Knight Campus talk to focus on the cornea and vision science

Bala Ambati, an ophthalmologist and research professor in the Phil and Penny Knight Campus for Accelerating Scientific Impact, has seen a lot over the course of his 25-year career.

A leading eye surgeon, vision science pioneer and medical missionary, he has helped repair or restore vision to countless patients around the world, and researchers in his lab in the Knight Campus continue to develop treatments to prevent or reverse blindness, provide clearer vision and reduce the need for corneal transplants.

Ambati will focus on the cornea, the window to the eye, and provide an overview of the history of vision science, as the featured speaker at Science Knight Out, a community science talk sponsored by the Phil and Penny Knight Campus for Accelerating Scientific Impact.

RSVP online to the virtual event, slated for 4 p.m. Thursday, April 14. 

Ambati’s talk, “Eye on the Cutting Edge: Healing the Window on the World,” will highlight research from his lab, including a new gene therapy that could eventually provide an alternative treatment for Fuchs’ endothelial corneal dystrophy, a genetic eye disease affecting roughly one in 2,000 people globally. Currently, the only treatment is corneal transplant, a major surgery with associated risks and potential complications.

An ophthalmologist at Pacific Clear Vision Institute in Eugene, Ambati will also explore some of the breakthroughs in vision science over the past 20 years. In addition to performing thousands of cataract surgeries, LASIK and other vision correction procedures, he has also served as a volunteer eye surgeon in Ghana, Zambia, India, Panama, Indonesia, the Philippines and Malaysia.

“I love having the ability to take care of my patients and to help them see,” Ambati said. “I also love the ability to work with a fantastic group of people here at the Knight Campus and in my lab to come up with the next generation of cures and treatments to help patients around the world for years to come.”

A visionary researcher and highly regarded clinician with an entrepreneurial drive, Ambati co-founded iVeena, a startup focused on developing an eyedrop for corneal strengthening and an implant for drop-free cataract surgery. Prior to joining the Knight Campus in July 2020, he completed his residency at Harvard University and a fellowship at Duke University.
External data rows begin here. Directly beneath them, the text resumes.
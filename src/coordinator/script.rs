//! Event scripts for offline replay.
//!
//! Accepts either a bare JSON array of events or an object that also sets
//! the URL the host reports for the active tab:
//!
//! ```json
//! { "active_url": "https://example.com/", "events": [{ "event": "installed" }] }
//! ```

use std::path::Path;

use serde::Deserialize;

use super::state::TabEvent;
use crate::error::SnapshotError;

#[derive(Debug, Clone, Default, PartialEq, Eq, Deserialize)]
pub struct ReplayScript {
    #[serde(default)]
    pub active_url: Option<String>,
    pub events: Vec<TabEvent>,
}

#[derive(Deserialize)]
#[serde(untagged)]
enum ScriptForm {
    Bare(Vec<TabEvent>),
    Full(ReplayScript),
}

impl ReplayScript {
    pub fn from_json(text: &str) -> Result<Self, serde_json::Error> {
        Ok(match serde_json::from_str(text)? {
            ScriptForm::Bare(events) => Self {
                active_url: None,
                events,
            },
            ScriptForm::Full(script) => script,
        })
    }

    pub fn load(path: &Path) -> Result<Self, SnapshotError> {
        let text = std::fs::read_to_string(path)?;
        Ok(Self::from_json(&text)?)
    }
}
He has been in practice 17 years as a cataract, cornea and refractive surgeon. He was director of cornea at Medical College of Georgia for five years and most recently was professor and director of cornea research at the University of Utah. Having graduated at 17 from Mount Sinai School of Medicine as the world’s youngest doctor, he was cited in 2015 as the No. 1 eye surgeon in a top 40 under 40 global competition and made the Top 100 Power List of Ophthalmology by The Ophthalmologist magazine.

Ambati has been recognized for his teaching excellence with a University of Utah Resident Research Mentor Award and the Gold Humanism Award. He served as an instructor at the Harvard Cataract Course.

Ambati’s talk will mark the sixth installment of Science Knight Out lecture series, which dates to 2017.

Past events were headlined by Leslie Leve, associate director of the UO’s Prevention Science Institute; Robert E. Guldberg, vice president and Robert and Leona DeArmond Executive Director of the Knight Campus; Patrick Phillips, UO provost and senior vice president; Laura Lee McIntyre, director of the Prevention Science Institute and professor in the College of Education; and David McCormick, director of the Institute of Neuroscience.

Recordings of all past lectures are available on the Science Knight Out web page.